I Don’t Paint Myself into Corners Anymore
Sung by Trisha Yearwood (By Rebecca Lynn Howard/Trey Bruce)

It took a while for me to see things as they were
In the light of truth
It wasn't you, it was me
I let myself get used to drowning in the hurt
Against the wall
Who'd of thought, it was me
From there I couldn't even look over my shoulder
I kicked down all the walls and started all over.

And I don't paint myself into corners anymore
In a brittle heart of clay
I threw my brushes away
The tools of the trade that chained your memory to me
Are out the door
I don't paint myself into corners anymore.

When you left you left me with no other choice at all
But to sink
To my knees, and cry
I never knew just how far a soul could fall
Like a rock
I couldn't stop, didn't try
I locked myself behind shades of misery
But when I let you go, I set myself free.

And I don't paint myself into corners anymore
In a brittle heart of clay
I threw my brushes away
The tools of the trade that chained your memory to me
Are out the door
I don't paint myself into corners anymore.

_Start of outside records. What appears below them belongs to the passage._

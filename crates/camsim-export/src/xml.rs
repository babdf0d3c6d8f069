//! XML rendering of the simulator project document
//!
//! The element and attribute names are the ones the external simulator
//! consumes; workpiece corners reproduce the `Point3` display format
//! wrapped in parentheses. Escaping is left to quick-xml; there is no
//! schema validation beyond well-formed output.

use crate::document::SimDocument;
use crate::error::ExportResult;
use quick_xml::events::BytesText;
use quick_xml::Writer;

/// Render a document to indented simulator project XML
pub fn render(doc: &SimDocument) -> ExportResult<String> {
    let mut writer = Writer::new_with_indent(Vec::new(), b' ', 2);

    writer
        .create_element("camotics")
        .write_inner_content(|w| -> quick_xml::Result<()> {
            w.create_element("nc-files")
                .write_text_content(BytesText::new(&doc.nc_file))?;
            w.create_element("resolution-mode")
                .with_attribute(("v", doc.resolution.as_flag()))
                .write_empty()?;
            w.create_element("units")
                .with_attribute(("v", doc.units.as_flag()))
                .write_empty()?;

            match &doc.stock {
                None => {
                    w.create_element("automatic-workpiece")
                        .with_attribute(("v", "true"))
                        .write_empty()?;
                }
                Some(stock) => {
                    w.create_element("automatic-workpiece")
                        .with_attribute(("v", "false"))
                        .write_empty()?;
                    w.create_element("workpiece-max")
                        .with_attribute(("v", format!("({})", stock.max).as_str()))
                        .write_empty()?;
                    w.create_element("workpiece-min")
                        .with_attribute(("v", format!("({})", stock.min).as_str()))
                        .write_empty()?;
                }
            }

            w.create_element("tool_table")
                .write_inner_content(|w| -> quick_xml::Result<()> {
                    for tool in doc.tools.iter() {
                        w.create_element("tool")
                            .with_attributes([
                                ("length", tool.length.to_string().as_str()),
                                ("number", tool.index.to_string().as_str()),
                                ("radius", (tool.diameter / 2.0).to_string().as_str()),
                                ("shape", tool.shape.as_flag()),
                                ("units", tool.units.as_flag()),
                            ])
                            .write_text_content(BytesText::new(&tool.description))?;
                    }
                    Ok(())
                })?;
            Ok(())
        })?;

    Ok(String::from_utf8(writer.into_inner())?)
}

I haven’t addressed my love addiction with the same vigor as my co-dependency, but this song speaks directly to it. I think this song had that added appeal because I recognize that this is an issue of mine (staying in a troubled marriage for 24 years is a big indication).  Trisha sings this so powerfully by giving both the pain and strength that the lyrics express. I think this honesty is what beckons me to belt the tune out whenever it plays. That pain and strength are stirred within me and both demand to be expressed. Over these months I can say there has been a definite transition to more strength and less pain.  I think it is because I don’t paint myself into corners anymore!